> _What you have to do_
Only the lines from the beginning of the data below through the line containing "pub fn list_branches(&self)" belong in the response, each copied exactly.

> _Given records_
______
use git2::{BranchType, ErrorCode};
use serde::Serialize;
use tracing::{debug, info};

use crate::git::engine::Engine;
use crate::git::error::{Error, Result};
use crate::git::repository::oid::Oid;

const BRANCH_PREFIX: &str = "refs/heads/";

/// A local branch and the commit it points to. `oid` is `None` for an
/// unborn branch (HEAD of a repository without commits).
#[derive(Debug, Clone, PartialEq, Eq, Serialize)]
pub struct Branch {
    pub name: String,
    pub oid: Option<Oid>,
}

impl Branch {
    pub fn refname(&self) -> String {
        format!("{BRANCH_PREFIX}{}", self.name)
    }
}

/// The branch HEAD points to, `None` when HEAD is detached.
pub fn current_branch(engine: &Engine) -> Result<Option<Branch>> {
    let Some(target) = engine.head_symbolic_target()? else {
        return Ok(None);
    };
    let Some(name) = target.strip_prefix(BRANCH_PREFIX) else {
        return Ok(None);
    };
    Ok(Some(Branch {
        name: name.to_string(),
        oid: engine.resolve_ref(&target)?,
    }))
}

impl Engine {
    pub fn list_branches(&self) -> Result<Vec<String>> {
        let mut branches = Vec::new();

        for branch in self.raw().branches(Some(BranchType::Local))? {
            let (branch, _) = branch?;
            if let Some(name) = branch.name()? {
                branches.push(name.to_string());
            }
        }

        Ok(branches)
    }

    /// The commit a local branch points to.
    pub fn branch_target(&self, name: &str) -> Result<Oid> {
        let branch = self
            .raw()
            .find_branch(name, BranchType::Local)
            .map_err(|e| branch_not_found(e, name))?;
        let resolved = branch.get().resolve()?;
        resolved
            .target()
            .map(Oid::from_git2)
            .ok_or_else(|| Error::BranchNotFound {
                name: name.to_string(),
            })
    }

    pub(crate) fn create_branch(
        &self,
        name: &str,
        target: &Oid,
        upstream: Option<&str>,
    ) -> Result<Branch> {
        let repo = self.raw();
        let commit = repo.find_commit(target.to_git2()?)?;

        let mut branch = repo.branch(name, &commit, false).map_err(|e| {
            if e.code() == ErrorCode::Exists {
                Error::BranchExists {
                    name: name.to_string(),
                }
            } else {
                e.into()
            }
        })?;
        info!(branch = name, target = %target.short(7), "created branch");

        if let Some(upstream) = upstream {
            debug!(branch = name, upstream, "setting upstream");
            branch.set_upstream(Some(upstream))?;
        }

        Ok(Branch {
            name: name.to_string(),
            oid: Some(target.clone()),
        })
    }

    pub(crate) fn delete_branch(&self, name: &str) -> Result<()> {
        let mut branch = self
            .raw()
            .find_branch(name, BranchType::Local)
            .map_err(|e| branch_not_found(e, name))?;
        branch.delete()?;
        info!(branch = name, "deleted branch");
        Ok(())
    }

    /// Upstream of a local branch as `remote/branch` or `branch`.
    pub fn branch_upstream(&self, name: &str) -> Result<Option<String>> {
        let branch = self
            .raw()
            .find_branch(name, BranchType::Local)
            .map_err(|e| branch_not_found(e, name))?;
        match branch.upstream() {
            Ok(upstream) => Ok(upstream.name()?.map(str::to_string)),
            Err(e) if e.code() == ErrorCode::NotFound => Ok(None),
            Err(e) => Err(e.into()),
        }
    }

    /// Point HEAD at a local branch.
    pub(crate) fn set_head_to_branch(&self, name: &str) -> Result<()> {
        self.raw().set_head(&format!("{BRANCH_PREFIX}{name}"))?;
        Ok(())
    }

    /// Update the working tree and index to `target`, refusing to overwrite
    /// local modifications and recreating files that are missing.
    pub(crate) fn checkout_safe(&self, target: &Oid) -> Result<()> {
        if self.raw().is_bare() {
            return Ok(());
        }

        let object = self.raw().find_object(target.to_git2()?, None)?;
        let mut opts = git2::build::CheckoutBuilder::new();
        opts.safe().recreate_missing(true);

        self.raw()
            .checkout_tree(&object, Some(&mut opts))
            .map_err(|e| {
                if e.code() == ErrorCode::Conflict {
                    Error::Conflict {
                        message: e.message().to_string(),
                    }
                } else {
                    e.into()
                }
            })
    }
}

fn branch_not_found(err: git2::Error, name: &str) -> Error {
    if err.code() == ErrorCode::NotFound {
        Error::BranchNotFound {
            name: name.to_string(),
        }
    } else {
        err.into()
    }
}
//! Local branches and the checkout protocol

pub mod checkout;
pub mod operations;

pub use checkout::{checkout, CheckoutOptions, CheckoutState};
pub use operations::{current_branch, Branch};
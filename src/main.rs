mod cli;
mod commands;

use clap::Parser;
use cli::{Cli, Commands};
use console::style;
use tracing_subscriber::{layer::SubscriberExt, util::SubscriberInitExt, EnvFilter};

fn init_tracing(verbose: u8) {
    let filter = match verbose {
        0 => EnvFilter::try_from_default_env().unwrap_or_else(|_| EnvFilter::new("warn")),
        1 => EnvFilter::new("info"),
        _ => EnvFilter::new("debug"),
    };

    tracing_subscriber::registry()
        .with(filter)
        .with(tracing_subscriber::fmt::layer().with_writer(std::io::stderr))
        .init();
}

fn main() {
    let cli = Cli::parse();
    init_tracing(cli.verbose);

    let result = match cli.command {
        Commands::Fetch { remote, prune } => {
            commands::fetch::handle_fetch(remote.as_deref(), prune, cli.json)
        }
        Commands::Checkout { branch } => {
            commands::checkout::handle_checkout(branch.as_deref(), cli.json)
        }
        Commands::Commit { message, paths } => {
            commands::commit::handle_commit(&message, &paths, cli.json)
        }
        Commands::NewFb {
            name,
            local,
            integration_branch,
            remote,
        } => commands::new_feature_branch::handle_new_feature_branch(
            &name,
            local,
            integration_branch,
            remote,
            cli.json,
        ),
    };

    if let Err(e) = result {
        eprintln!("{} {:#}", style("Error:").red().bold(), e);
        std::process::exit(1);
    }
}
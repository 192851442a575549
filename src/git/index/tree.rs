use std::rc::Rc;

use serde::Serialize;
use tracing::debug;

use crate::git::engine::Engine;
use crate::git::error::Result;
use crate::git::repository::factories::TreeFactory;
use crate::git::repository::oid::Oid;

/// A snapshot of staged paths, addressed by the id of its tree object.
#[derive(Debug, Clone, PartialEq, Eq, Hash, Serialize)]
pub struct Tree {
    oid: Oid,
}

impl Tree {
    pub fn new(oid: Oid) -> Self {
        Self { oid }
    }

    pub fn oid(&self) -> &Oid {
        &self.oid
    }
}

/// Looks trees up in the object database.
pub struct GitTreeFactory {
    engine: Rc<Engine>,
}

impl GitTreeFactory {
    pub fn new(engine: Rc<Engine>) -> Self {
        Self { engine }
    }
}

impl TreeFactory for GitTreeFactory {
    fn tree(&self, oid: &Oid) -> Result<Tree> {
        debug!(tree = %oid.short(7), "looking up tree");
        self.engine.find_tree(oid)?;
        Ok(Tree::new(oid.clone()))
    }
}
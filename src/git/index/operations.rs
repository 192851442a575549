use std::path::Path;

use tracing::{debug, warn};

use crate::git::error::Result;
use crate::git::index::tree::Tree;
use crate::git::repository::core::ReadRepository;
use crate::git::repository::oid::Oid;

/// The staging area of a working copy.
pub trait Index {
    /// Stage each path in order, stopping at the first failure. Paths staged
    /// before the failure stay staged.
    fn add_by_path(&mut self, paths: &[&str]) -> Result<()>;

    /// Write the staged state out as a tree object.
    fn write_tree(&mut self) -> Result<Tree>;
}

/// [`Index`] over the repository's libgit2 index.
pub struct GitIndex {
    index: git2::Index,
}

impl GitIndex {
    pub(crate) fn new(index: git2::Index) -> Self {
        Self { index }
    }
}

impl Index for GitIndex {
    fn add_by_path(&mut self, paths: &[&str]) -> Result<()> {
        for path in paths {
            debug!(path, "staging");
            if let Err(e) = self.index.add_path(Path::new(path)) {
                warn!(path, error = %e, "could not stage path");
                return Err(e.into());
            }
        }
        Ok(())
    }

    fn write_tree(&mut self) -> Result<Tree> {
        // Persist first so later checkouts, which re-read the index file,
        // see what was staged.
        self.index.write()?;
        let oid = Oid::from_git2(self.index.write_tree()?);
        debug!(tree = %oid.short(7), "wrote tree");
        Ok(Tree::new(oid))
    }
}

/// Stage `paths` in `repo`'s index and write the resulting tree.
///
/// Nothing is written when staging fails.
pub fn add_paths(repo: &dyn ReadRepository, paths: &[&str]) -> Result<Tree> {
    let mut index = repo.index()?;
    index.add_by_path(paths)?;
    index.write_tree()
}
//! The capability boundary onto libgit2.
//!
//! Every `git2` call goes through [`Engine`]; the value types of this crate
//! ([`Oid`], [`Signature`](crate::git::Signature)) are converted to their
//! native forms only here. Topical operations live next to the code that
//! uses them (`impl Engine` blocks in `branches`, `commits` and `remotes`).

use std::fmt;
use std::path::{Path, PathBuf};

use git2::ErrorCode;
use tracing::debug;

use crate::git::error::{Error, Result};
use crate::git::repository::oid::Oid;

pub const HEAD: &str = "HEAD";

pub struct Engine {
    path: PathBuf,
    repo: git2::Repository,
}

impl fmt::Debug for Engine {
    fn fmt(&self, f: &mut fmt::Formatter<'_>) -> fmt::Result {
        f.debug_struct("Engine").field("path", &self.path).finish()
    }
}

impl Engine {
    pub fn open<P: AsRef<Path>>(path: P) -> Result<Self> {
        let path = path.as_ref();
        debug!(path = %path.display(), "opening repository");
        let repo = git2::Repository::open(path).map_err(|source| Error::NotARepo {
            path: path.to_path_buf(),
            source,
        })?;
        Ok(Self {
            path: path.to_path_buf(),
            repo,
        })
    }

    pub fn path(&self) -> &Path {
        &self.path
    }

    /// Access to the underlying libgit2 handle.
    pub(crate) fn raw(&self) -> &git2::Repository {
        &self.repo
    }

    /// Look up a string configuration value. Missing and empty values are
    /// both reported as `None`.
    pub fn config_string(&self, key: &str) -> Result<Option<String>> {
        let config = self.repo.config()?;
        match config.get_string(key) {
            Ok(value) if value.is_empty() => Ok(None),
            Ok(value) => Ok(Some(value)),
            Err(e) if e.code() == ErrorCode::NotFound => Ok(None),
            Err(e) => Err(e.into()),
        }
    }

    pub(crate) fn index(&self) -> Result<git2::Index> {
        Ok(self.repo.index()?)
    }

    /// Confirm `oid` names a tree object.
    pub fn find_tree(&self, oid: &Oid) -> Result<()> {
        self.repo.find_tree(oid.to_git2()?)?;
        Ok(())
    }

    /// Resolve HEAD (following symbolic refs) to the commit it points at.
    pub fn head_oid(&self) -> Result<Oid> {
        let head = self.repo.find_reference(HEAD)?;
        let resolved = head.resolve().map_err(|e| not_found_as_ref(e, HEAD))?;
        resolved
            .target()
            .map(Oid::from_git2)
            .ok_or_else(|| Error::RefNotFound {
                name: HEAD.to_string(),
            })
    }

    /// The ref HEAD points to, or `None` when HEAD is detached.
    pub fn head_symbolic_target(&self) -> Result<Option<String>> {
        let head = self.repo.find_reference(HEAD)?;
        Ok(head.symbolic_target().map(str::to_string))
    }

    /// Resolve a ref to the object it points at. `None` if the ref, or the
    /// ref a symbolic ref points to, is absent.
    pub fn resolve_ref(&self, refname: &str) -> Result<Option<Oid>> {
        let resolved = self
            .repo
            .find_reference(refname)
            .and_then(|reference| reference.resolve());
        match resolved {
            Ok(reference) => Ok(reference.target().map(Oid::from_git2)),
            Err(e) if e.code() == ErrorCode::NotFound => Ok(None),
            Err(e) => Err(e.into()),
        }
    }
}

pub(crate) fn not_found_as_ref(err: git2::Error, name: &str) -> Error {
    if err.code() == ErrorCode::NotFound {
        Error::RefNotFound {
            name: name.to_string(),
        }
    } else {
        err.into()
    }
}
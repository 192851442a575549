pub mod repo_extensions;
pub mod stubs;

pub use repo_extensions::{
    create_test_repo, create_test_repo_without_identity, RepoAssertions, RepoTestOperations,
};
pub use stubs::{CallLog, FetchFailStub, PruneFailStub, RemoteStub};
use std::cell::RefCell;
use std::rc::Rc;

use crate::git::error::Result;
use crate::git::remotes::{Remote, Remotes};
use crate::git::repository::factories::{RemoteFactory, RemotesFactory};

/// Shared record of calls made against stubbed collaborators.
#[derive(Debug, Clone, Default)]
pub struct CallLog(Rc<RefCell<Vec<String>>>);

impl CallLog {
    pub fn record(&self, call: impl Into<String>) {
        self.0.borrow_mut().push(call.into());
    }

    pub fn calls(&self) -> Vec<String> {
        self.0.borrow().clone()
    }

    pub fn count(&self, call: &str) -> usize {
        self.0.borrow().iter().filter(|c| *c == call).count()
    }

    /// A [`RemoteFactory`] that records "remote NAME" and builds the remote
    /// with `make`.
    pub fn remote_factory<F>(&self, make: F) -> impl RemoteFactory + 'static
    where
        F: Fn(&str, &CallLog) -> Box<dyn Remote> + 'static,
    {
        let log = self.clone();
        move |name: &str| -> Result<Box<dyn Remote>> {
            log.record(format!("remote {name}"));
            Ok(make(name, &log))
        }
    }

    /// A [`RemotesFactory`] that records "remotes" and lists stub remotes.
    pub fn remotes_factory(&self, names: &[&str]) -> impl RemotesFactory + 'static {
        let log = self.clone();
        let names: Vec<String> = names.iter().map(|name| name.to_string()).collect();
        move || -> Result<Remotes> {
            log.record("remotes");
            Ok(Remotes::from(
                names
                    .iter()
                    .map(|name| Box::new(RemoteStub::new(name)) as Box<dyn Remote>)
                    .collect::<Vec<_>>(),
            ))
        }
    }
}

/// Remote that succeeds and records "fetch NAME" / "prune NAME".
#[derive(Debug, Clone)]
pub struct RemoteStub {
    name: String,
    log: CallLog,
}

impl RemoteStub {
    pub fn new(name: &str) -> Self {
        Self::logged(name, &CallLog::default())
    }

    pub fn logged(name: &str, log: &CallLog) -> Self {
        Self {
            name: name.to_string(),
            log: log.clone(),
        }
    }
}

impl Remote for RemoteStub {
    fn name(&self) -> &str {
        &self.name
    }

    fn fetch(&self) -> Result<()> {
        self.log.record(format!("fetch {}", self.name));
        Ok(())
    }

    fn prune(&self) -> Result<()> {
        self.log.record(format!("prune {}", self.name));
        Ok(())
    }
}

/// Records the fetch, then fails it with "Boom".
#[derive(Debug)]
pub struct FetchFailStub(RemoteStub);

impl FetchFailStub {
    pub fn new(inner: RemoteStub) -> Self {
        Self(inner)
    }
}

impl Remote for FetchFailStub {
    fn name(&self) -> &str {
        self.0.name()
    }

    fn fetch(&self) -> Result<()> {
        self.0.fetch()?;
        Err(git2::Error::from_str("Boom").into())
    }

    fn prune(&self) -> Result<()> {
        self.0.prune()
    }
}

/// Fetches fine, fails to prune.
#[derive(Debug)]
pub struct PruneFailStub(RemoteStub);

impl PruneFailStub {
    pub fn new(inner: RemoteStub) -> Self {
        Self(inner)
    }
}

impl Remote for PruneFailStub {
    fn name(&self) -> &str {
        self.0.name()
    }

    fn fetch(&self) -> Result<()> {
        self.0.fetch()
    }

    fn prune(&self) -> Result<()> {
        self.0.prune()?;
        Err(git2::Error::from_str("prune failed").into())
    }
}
______
> _Task response_
use git2::{BranchType, ErrorCode};
use serde::Serialize;
use tracing::{debug, info};

use crate::git::engine::Engine;
use crate::git::error::{Error, Result};
use crate::git::repository::oid::Oid;

const BRANCH_PREFIX: &str = "refs/heads/";

/// A local branch and the commit it points to. `oid` is `None` for an
/// unborn branch (HEAD of a repository without commits).
#[derive(Debug, Clone, PartialEq, Eq, Serialize)]
pub struct Branch {
    pub name: String,
    pub oid: Option<Oid>,
}

impl Branch {
    pub fn refname(&self) -> String {
        format!("{BRANCH_PREFIX}{}", self.name)
    }
}

/// The branch HEAD points to, `None` when HEAD is detached.
pub fn current_branch(engine: &Engine) -> Result<Option<Branch>> {
    let Some(target) = engine.head_symbolic_target()? else {
        return Ok(None);
    };
    let Some(name) = target.strip_prefix(BRANCH_PREFIX) else {
        return Ok(None);
    };
    Ok(Some(Branch {
        name: name.to_string(),
        oid: engine.resolve_ref(&target)?,
    }))
}

impl Engine {
    pub fn list_branches(&self) -> Result<Vec<String>> {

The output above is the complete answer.